Remunerasi (sejumlah harapan?)

Remunerasi. Istilah yang akhir-akhir ini begitu populer di kantorku (ups, maaf… mungkin di kantor Anda istilah ini udah basi…). Sebenarnya apa sih?
Actually, what is remuneration?
Wikipedia : Remuneration is pay or salary, typically monetary payment for services rendered, as in an employment. Usage is considered formal.

Dari sosialisasi, kira-kira yg (berhasil) aku pahami remunerasi itu semacam penataan sistem penggajian berdasar beban kerja (jabatan) dan tanggung jawab.

Lah, emang selama ini gimana?
Selama ini (emang dah lama?halah!) gaji tidak pernah dikaitkan dengan prestasi dan kinerja, yang ada hanya dengan pangkat dan golongan (baca : masa kerja). Adanya remunerasi diharapkan (count:=1) dapat memacu semangat, kinerja dan meningkatkan profesionalisme…
Belum lagi perbandingan gaji yang sangat tidak ideal (ssst, konon kabarnya antara yang udah kerja 20 tahun dengan yg 2 tahun perbandingannya sekitar 3:1). Konon kabarnya pula (maaf, belum menemukan dasar teori yg shahih) hal ini pula lah yang menjadi penyebab utama korupsi di negeri ini, karena (hampir) setiap pegawai ingin menabung untuk masa tua nya (gue?)
Jadi, adanya remunerasi diharapkan (count:=2) bisa mengatasi (baca:mengurangi) korupsi di negeri ini…
Belum lagi, sistem remunerasi saat ini kurang transparan (dari sisi mana nih?) karena disamping gaji, masih menerima sejumlah honorarium dari pos non-gaji. Harapannya (count:=3) dg remunerasi agar tercipta transparansi dalam sistem penggajian dan mendorong pengintegrasian anggaran rutin dan pembangunan agar tersedia dana yang cukup bagi pembayaran gaji secara layak.

Wah, dari sekian harapan yang ada, harapan paling besar tentu saja remunerasi ini segera terwujud (ini ga usah di-count ya?)…

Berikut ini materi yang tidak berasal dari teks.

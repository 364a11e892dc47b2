//! Compact output rendering helpers for CLI surfaces.
//!
//! Keeps command result output bounded and readable while preserving signal.

use colored::Colorize;
use serde_json::Value as JsonValue;

/// Collapse newlines/extra whitespace and bound length for terminal display.
pub fn compact_line(input: &str, max_chars: usize) -> String {
    let collapsed = input.split_whitespace().collect::<Vec<_>>().join(" ");
    let mut chars = collapsed.chars();
    let preview: String = chars.by_ref().take(max_chars).collect();
    if chars.next().is_some() {
        format!("{}...", preview)
    } else {
        preview
    }
}

/// Render up to `max_items` messages with compact formatting.
pub fn preview_messages(messages: &[String], max_items: usize, max_chars: usize) -> String {
    if messages.is_empty() {
        return String::new();
    }
    let shown = messages
        .iter()
        .take(max_items)
        .map(|m| compact_line(m, max_chars))
        .collect::<Vec<_>>()
        .join(" | ");
    if messages.len() > max_items {
        format!("{} (+{} more)", shown, messages.len() - max_items)
    } else {
        shown
    }
}

fn status_badge(status: &str) -> String {
    match status {
        "PENDING_FEEDBACK" => status.yellow().to_string(),
        "PENDING_COMMITMENT" => status.cyan().to_string(),
        "COMPLETED" => status.green().to_string(),
        other => other.to_string(),
    }
}

fn str_field<'a>(v: &'a JsonValue, key: &str) -> &'a str {
    v.get(key).and_then(JsonValue::as_str).unwrap_or("")
}

/// One line per record: `#id STATUS call_date agent (coordinator) details`.
pub fn record_line(record: &JsonValue) -> String {
    let id = record.get("id").and_then(JsonValue::as_i64).unwrap_or_default();
    format!(
        "#{:<5} {:<18} {} {} ({}) {}",
        id,
        status_badge(str_field(record, "status")),
        str_field(record, "call_date"),
        str_field(record, "agent_name").bold(),
        str_field(record, "coordinator"),
        compact_line(str_field(record, "call_details"), 60),
    )
}

fn string_list(v: &JsonValue, key: &str) -> Vec<String> {
    v.get(key)
        .and_then(JsonValue::as_array)
        .map(|items| {
            items
                .iter()
                .filter_map(|i| i.as_str().map(str::to_string))
                .collect()
        })
        .unwrap_or_default()
}

/// Human rendering of a command result envelope.
pub fn render_text(out: &JsonValue) -> String {
    let mut lines = Vec::new();
    if let Some(records) = out.get("records").and_then(JsonValue::as_array) {
        if records.is_empty() {
            lines.push("no records".dimmed().to_string());
        }
        for r in records {
            lines.push(record_line(r));
        }
    } else if let Some(record) = out.get("record") {
        lines.push(record_line(record));
        for (label, key) in [("feedback", "feedback"), ("commitment", "commitment")] {
            if let Some(sign) = record.get(key).filter(|s| !s.is_null()) {
                lines.push(format!(
                    "  {}: {} [{} {}]",
                    label,
                    compact_line(str_field(sign, "text"), 80),
                    str_field(sign, "signature"),
                    str_field(sign, "date"),
                ));
            }
        }
        let next = string_list(out, "allowed_next_ops");
        if !next.is_empty() {
            lines.push(format!("  next: {}", next.join(", ")));
        }
    } else if let Some(events) = out.get("events").and_then(JsonValue::as_array) {
        for e in events {
            lines.push(format!(
                "{} {} {} {}",
                str_field(e, "ts"),
                str_field(e, "event_type"),
                str_field(e, "actor"),
                compact_line(&e.get("payload").map(|p| p.to_string()).unwrap_or_default(), 60),
            ));
        }
    } else if out.get("coordinators").is_some() {
        lines.push(format!(
            "coordinators: {}",
            preview_messages(&string_list(out, "coordinators"), 10, 30)
        ));
        lines.push(format!(
            "agents: {}",
            preview_messages(&string_list(out, "agents"), 10, 30)
        ));
    } else {
        let cmd = str_field(out, "cmd");
        lines.push(format!("{} {}", "✓".green(), cmd));
        if let Some(obj) = out.as_object() {
            for (k, v) in obj.iter().filter(|(k, _)| *k != "cmd" && *k != "status") {
                lines.push(format!("  {}: {}", k, compact_line(&v.to_string(), 100)));
            }
        }
    }
    lines.join("\n")
}
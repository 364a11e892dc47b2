//! Shared timestamp/event helpers for envelopes and sign-off dates.

use crate::core::error::QualityError;
use chrono::{NaiveDate, Utc};
use serde_json::Value as JsonValue;
use ulid::Ulid;

/// Calendar dates are stored as `YYYY-MM-DD`.
pub const DATE_FORMAT: &str = "%Y-%m-%d";

/// Returns unix-epoch seconds with `Z` suffix (e.g. `1771220592Z`).
pub fn now_epoch_z() -> String {
    format!("{}Z", Utc::now().timestamp())
}

/// Today's UTC calendar date, `YYYY-MM-DD`.
pub fn today() -> String {
    Utc::now().date_naive().format(DATE_FORMAT).to_string()
}

/// Parse a `YYYY-MM-DD` date, reporting failures against `field`.
pub fn parse_date(field: &str, value: &str) -> Result<NaiveDate, QualityError> {
    NaiveDate::parse_from_str(value.trim(), DATE_FORMAT)
        .map_err(|_| QualityError::validation(field, format!("expected YYYY-MM-DD, got '{}'", value)))
}

pub fn new_event_id() -> String {
    Ulid::new().to_string()
}

/// Standard command response envelope shape used across CLI surfaces.
pub fn command_envelope(cmd: &str, status: &str, extra: JsonValue) -> JsonValue {
    let mut base = serde_json::json!({
        "envelope_version": "1.0.0",
        "ts": now_epoch_z(),
        "event_id": new_event_id(),
        "cmd": cmd,
        "status": status
    });
    if let (Some(base_obj), Some(extra_obj)) = (base.as_object_mut(), extra.as_object()) {
        for (k, v) in extra_obj {
            base_obj.insert(k.clone(), v.clone());
        }
    }
    base
}
//! Domain subsystems. Each owns its CLI subtree, its storage access and a `schema()`.

pub mod lifecycle;
pub mod policy;
pub mod records;
pub mod users;
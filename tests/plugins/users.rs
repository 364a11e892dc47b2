use qualityguard::core::config::{PasswordConfig, QualityConfig};
use qualityguard::core::error::QualityError;
use qualityguard::core::store::Store;
use qualityguard::plugins::policy::Role;
use qualityguard::plugins::users::{authenticate, get_user, list_users, register};
use tempfile::tempdir;

fn test_store(root: &std::path::Path) -> Store {
    let config = QualityConfig {
        password: PasswordConfig {
            min_length: 8,
            argon2_memory_kib: 1024,
            argon2_iterations: 1,
            argon2_parallelism: 1,
        },
        ..Default::default()
    };
    Store::open_with_config(root, config).unwrap()
}

#[test]
fn test_register_defaults_to_agent_and_normalizes_email() {
    let tmp = tempdir().unwrap();
    let store = test_store(tmp.path());

    let user = register(&store, "  Luis@Example.com ", "password1", None).unwrap();
    assert_eq!(user.email, "luis@example.com");
    assert_eq!(user.role, Role::Agent);
    assert!(user.password_hash.starts_with("$argon2id$"));

    let stored = get_user(&store, "LUIS@example.com").unwrap().unwrap();
    assert_eq!(stored.role, Role::Agent);
}

#[test]
fn test_duplicate_email_is_conflict() {
    let tmp = tempdir().unwrap();
    let store = test_store(tmp.path());
    register(&store, "marta@example.com", "password1", Some(Role::Supervisor)).unwrap();

    let err = register(&store, "MARTA@example.com", "otherpass", Some(Role::Agent)).unwrap_err();
    assert!(matches!(err, QualityError::Conflict(_)));
    // The original registration is untouched.
    assert_eq!(
        get_user(&store, "marta@example.com").unwrap().unwrap().role,
        Role::Supervisor
    );
    assert_eq!(list_users(&store).unwrap().len(), 1);
}

#[test]
fn test_register_validates_input() {
    let tmp = tempdir().unwrap();
    let store = test_store(tmp.path());

    match register(&store, "not-an-email", "password1", None).unwrap_err() {
        QualityError::Validation { field, .. } => assert_eq!(field, "email"),
        other => panic!("unexpected: {other}"),
    }
    match register(&store, "ana@example.com", "short", None).unwrap_err() {
        QualityError::Validation { field, .. } => assert_eq!(field, "password"),
        other => panic!("unexpected: {other}"),
    }
    assert!(list_users(&store).unwrap().is_empty());
}

#[test]
fn test_login_failures_are_indistinguishable() {
    let tmp = tempdir().unwrap();
    let store = test_store(tmp.path());
    register(&store, "ana@example.com", "password1", Some(Role::QualityAnalyst)).unwrap();

    let actor = authenticate(&store, "Ana@Example.com", "password1").unwrap();
    assert_eq!(actor.email, "ana@example.com");
    assert_eq!(actor.role, Role::QualityAnalyst);

    let wrong_password = authenticate(&store, "ana@example.com", "password2").unwrap_err();
    let unknown_email = authenticate(&store, "nobody@example.com", "password1").unwrap_err();
    assert!(matches!(wrong_password, QualityError::InvalidCredentials));
    assert!(matches!(unknown_email, QualityError::InvalidCredentials));
    assert_eq!(wrong_password.to_string(), unknown_email.to_string());
}

#[test]
fn test_list_users_never_serializes_hashes() {
    let tmp = tempdir().unwrap();
    let store = test_store(tmp.path());
    register(&store, "b@example.com", "password1", Some(Role::Supervisor)).unwrap();
    register(&store, "a@example.com", "password1", None).unwrap();

    let users = list_users(&store).unwrap();
    let emails: Vec<&str> = users.iter().map(|u| u.email.as_str()).collect();
    assert_eq!(emails, vec!["a@example.com", "b@example.com"]);

    let json = serde_json::to_string(&users).unwrap();
    assert!(!json.contains("argon2"));
}

#[test]
fn test_unknown_stored_role_is_corrupt() {
    let tmp = tempdir().unwrap();
    let store = test_store(tmp.path());
    let conn = rusqlite::Connection::open(tmp.path().join("quality.db")).unwrap();
    // Bypass the CHECK constraint the way an old, unconstrained table would.
    conn.execute_batch(
        "PRAGMA ignore_check_constraints = ON;
         INSERT INTO users(email, password_hash, role, created_at)
         VALUES('x@example.com', 'h', 'MANAGER', '0Z');",
    )
    .unwrap();
    drop(conn);

    assert!(matches!(
        get_user(&store, "x@example.com"),
        Err(QualityError::Corrupt(_))
    ));
}
//! Core modules for QualityGuard.
//!
//! Shared primitives every subsystem builds on: storage plumbing, configuration,
//! logging, schema migrations and the RPC boundary.

pub mod broker;
pub mod config;
pub mod db;
pub mod error;
pub mod logging;
pub mod migration;
pub mod output;
pub mod pool;
pub mod rpc;
pub mod schemas;
pub mod store;
pub mod time;
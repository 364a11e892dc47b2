//! Centralized database schema definitions.
//!
//! QualityGuard keeps all lifecycle state in one SQLite bin (`quality.db`):
//! 1. users: credential and role records.
//! 2. monitoring_records: call-quality incidents and their sign-offs.
//! 3. record_events: append-only audit of every record mutation.
//!
//! Column additions for databases created by older builds live in
//! `migration.rs`; the statements here always describe the current shape.

pub const QUALITY_DB_NAME: &str = "quality.db";
pub const RECORD_EVENTS_NAME: &str = "records.events.jsonl";
pub const BROKER_EVENTS_NAME: &str = "broker.events.jsonl";
pub const CONFIG_FILE_NAME: &str = "config.toml";

pub const META_SCHEMA: &str = "
    CREATE TABLE IF NOT EXISTS meta (
        key TEXT PRIMARY KEY,
        value TEXT NOT NULL
    )
";

pub const USERS_SCHEMA: &str = "
    CREATE TABLE IF NOT EXISTS users (
        email TEXT PRIMARY KEY,
        password_hash TEXT NOT NULL,
        role TEXT NOT NULL DEFAULT 'AGENT'
            CHECK (role IN ('AGENT', 'SUPERVISOR', 'QUALITY_ANALYST')),
        created_at TEXT NOT NULL DEFAULT ''
    )
";

pub const RECORDS_SCHEMA: &str = "
    CREATE TABLE IF NOT EXISTS monitoring_records (
        id INTEGER PRIMARY KEY AUTOINCREMENT,
        call_details TEXT NOT NULL,
        agent_name TEXT NOT NULL,
        registration_date TEXT NOT NULL,
        call_date TEXT NOT NULL,
        creator_email TEXT NOT NULL,
        coordinator TEXT,
        monitoring_id TEXT,
        service_level TEXT,
        attachment_name TEXT,
        attachment_data TEXT,
        end_user_error TEXT,
        business_critical_error TEXT,
        compliance_error TEXT,
        non_critical_error TEXT,
        supervisor_feedback TEXT,
        feedback_date TEXT,
        feedback_signature TEXT,
        agent_commitment TEXT,
        commitment_date TEXT,
        commitment_signature TEXT,
        status TEXT NOT NULL DEFAULT 'PENDING_FEEDBACK'
    )
";

pub const RECORD_EVENTS_SCHEMA: &str = "
    CREATE TABLE IF NOT EXISTS record_events (
        seq INTEGER PRIMARY KEY AUTOINCREMENT,
        event_id TEXT NOT NULL UNIQUE,
        ts TEXT NOT NULL,
        event_type TEXT NOT NULL,
        record_id INTEGER NOT NULL,
        actor TEXT NOT NULL,
        payload TEXT NOT NULL
    )
";

pub const RECORD_EVENTS_INDEX: &str =
    "CREATE INDEX IF NOT EXISTS idx_record_events_record ON record_events(record_id)";

pub const RECORDS_STATUS_INDEX: &str =
    "CREATE INDEX IF NOT EXISTS idx_records_status ON monitoring_records(status)";
#[test]
fn test_full_lifecycle_scenario() {
    let tmp = tempdir().unwrap();
    let (store, cast) = setup(tmp.path(), fast_config());

    let r1 = create(&store, &cast.analyst, &new_record("Luis", "2026-10-01")).unwrap();
    assert_eq!(r1.status, RecordStatus::PendingFeedback);
    assert_eq!(r1.creator_email, "ana@example.com");
    assert_eq!(r1.service_level.as_deref(), Some("E-Care Movil"));
    assert!(r1.feedback.is_none() && r1.commitment.is_none());
    assert_eq!(r1.registration_date.len(), 10);

    let r1 = submit_feedback(&store, &cast.supervisor, r1.id, "Improve call opening").unwrap();
    assert_eq!(r1.status, RecordStatus::PendingCommitment);
    let feedback = r1.feedback.clone().unwrap();
    assert_eq!(feedback.text, "Improve call opening");
    assert_eq!(feedback.signature, "sofia@example.com");

    let r1 = submit_commitment(&store, &cast.agent, r1.id, "Will review script").unwrap();
    assert_eq!(r1.status, RecordStatus::Completed);
    assert_eq!(r1.commitment.as_ref().unwrap().signature, "luis@example.com");

    let err = submit_feedback(&store, &cast.supervisor, r1.id, "Again").unwrap_err();
    assert!(matches!(err, QualityError::InvalidState { .. }));
    let stored = records::get_record(&store, r1.id).unwrap();
    assert_eq!(stored.feedback.unwrap().text, "Improve call opening");

    let events: Vec<String> = records::list_events(&store, r1.id)
        .unwrap()
        .into_iter()
        .map(|e| e.event_type)
        .collect();
    assert_eq!(
        events,
        vec!["record.created", "record.feedback", "record.commitment"]
    );
}

#[test]
fn test_second_feedback_never_overwrites() {
    let tmp = tempdir().unwrap();
    let (store, cast) = setup(tmp.path(), fast_config());
    users::register(&store, "other@example.com", "password1", Some(Role::Supervisor)).unwrap();
    let other = users::authenticate(&store, "other@example.com", "password1").unwrap();

    let rec = create(&store, &cast.analyst, &new_record("Luis", "2026-10-01")).unwrap();
    submit_feedback(&store, &cast.supervisor, rec.id, "First").unwrap();
    let err = submit_feedback(&store, &other, rec.id, "Second").unwrap_err();
    match err {
        QualityError::InvalidState { id, status, .. } => {
            assert_eq!(id, rec.id);
            assert_eq!(status, "PENDING_COMMITMENT");
        }
        other => panic!("expected InvalidState, got {other:?}"),
    }

    let stored = records::get_record(&store, rec.id).unwrap();
    let fb = stored.feedback.unwrap();
    assert_eq!(fb.text, "First");
    assert_eq!(fb.signature, "sofia@example.com");
}
//! Store-scoped configuration loaded from `<root>/config.toml`.
//!
//! A missing file is not an error: every section has defaults. Unknown keys are
//! rejected so a typo never silently falls back to a default.

use crate::core::error::QualityError;
use crate::core::schemas;
use serde::{Deserialize, Serialize};
use std::fs;
use std::path::{Path, PathBuf};

/// Environment variable naming the store root when `--root` is not given.
pub const ROOT_ENV: &str = "QUALITYGUARD_HOME";
/// Store directory used when neither `--root` nor `QUALITYGUARD_HOME` is set.
pub const DEFAULT_ROOT_DIR: &str = ".qualityguard";

#[derive(Debug, Clone, Default, Serialize, Deserialize, PartialEq, Eq)]
#[serde(default, deny_unknown_fields)]
pub struct QualityConfig {
    pub log: LogConfig,
    pub password: PasswordConfig,
    pub records: RecordsConfig,
}

#[derive(Debug, Clone, Copy, Default, Serialize, Deserialize, PartialEq, Eq)]
#[serde(rename_all = "lowercase")]
pub enum LogFormat {
    #[default]
    Text,
    Json,
}

#[derive(Debug, Clone, Serialize, Deserialize, PartialEq, Eq)]
#[serde(default, deny_unknown_fields)]
pub struct LogConfig {
    /// `EnvFilter` directive used when `QUALITYGUARD_LOG` is unset.
    pub level: String,
    pub format: LogFormat,
}

impl Default for LogConfig {
    fn default() -> Self {
        Self {
            level: "info".to_string(),
            format: LogFormat::Text,
        }
    }
}

#[derive(Debug, Clone, Serialize, Deserialize, PartialEq, Eq)]
#[serde(default, deny_unknown_fields)]
pub struct PasswordConfig {
    pub min_length: usize,
    pub argon2_memory_kib: u32,
    pub argon2_iterations: u32,
    pub argon2_parallelism: u32,
}

impl Default for PasswordConfig {
    fn default() -> Self {
        // argon2 crate defaults (OWASP baseline for Argon2id).
        Self {
            min_length: 8,
            argon2_memory_kib: 19_456,
            argon2_iterations: 2,
            argon2_parallelism: 1,
        }
    }
}

#[derive(Debug, Clone, Serialize, Deserialize, PartialEq, Eq)]
#[serde(default, deny_unknown_fields)]
pub struct RecordsConfig {
    /// Service level applied when a new record omits one.
    pub default_service_level: String,
    /// When false, any authenticated actor may delete a PENDING_FEEDBACK record.
    pub restrict_delete_to_analyst: bool,
}

impl Default for RecordsConfig {
    fn default() -> Self {
        Self {
            default_service_level: "E-Care Movil".to_string(),
            restrict_delete_to_analyst: false,
        }
    }
}

pub fn config_path(root: &Path) -> PathBuf {
    root.join(schemas::CONFIG_FILE_NAME)
}

impl QualityConfig {
    pub fn load(root: &Path) -> Result<Self, QualityError> {
        let path = config_path(root);
        if !path.exists() {
            return Ok(Self::default());
        }
        let content = fs::read_to_string(&path)?;
        let config: QualityConfig = toml::from_str(&content)?;
        config.validate()?;
        Ok(config)
    }

    pub fn validate(&self) -> Result<(), QualityError> {
        if self.password.min_length == 0 {
            return Err(QualityError::Config(
                "password.min_length must be at least 1".to_string(),
            ));
        }
        if self.password.argon2_iterations == 0 || self.password.argon2_parallelism == 0 {
            return Err(QualityError::Config(
                "argon2 iterations and parallelism must be at least 1".to_string(),
            ));
        }
        if self.records.default_service_level.trim().is_empty() {
            return Err(QualityError::Config(
                "records.default_service_level must not be empty".to_string(),
            ));
        }
        Ok(())
    }

    /// Write this config to `<root>/config.toml`, refusing to clobber unless `force`.
    pub fn save(&self, root: &Path, force: bool) -> Result<PathBuf, QualityError> {
        let path = config_path(root);
        if path.exists() && !force {
            return Err(QualityError::Conflict(format!(
                "{} already exists (use --force to overwrite)",
                path.display()
            )));
        }
        let content =
            toml::to_string_pretty(self).map_err(|e| QualityError::Config(e.to_string()))?;
        fs::create_dir_all(root)?;
        fs::write(&path, content)?;
        Ok(path)
    }
}

/// Resolve the store root: explicit flag, then `QUALITYGUARD_HOME`, then `./.qualityguard`.
pub fn resolve_root(explicit: Option<&Path>) -> Result<PathBuf, QualityError> {
    if let Some(p) = explicit {
        return Ok(p.to_path_buf());
    }
    if let Ok(v) = std::env::var(ROOT_ENV) {
        if !v.trim().is_empty() {
            return Ok(PathBuf::from(v));
        }
    }
    Ok(std::env::current_dir()?.join(DEFAULT_ROOT_DIR))
}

Tapi koq aku merasa ada yang janggal ya? Lha kalo semua di remunerasi, berarti anggaran pemerintah naik drastis donk?Lha itu dari mana? Apakah pemerintah kita kaya mendadak? Atau memang hal ini sebenarnya sesuatu yang wajar diterapkan dari dahulu?Atau pajak dinaikkan? Atau biaya hidup membengkak? Atau…. ga usah dipikirin? Yang penting remunerasi, thats enough?
Apapun itu, reaksi tak kan ada tanpa aksi… Harapan, bisakah terwujud sebelum kewajiban??? Semangat!!! Dan tetap semangat! Seperti ketika aku belum mendengar istilah remunerasi…. Apalagi ketika sudah🙂

(jd teringat hutangku ke interactive e-learning, hehe)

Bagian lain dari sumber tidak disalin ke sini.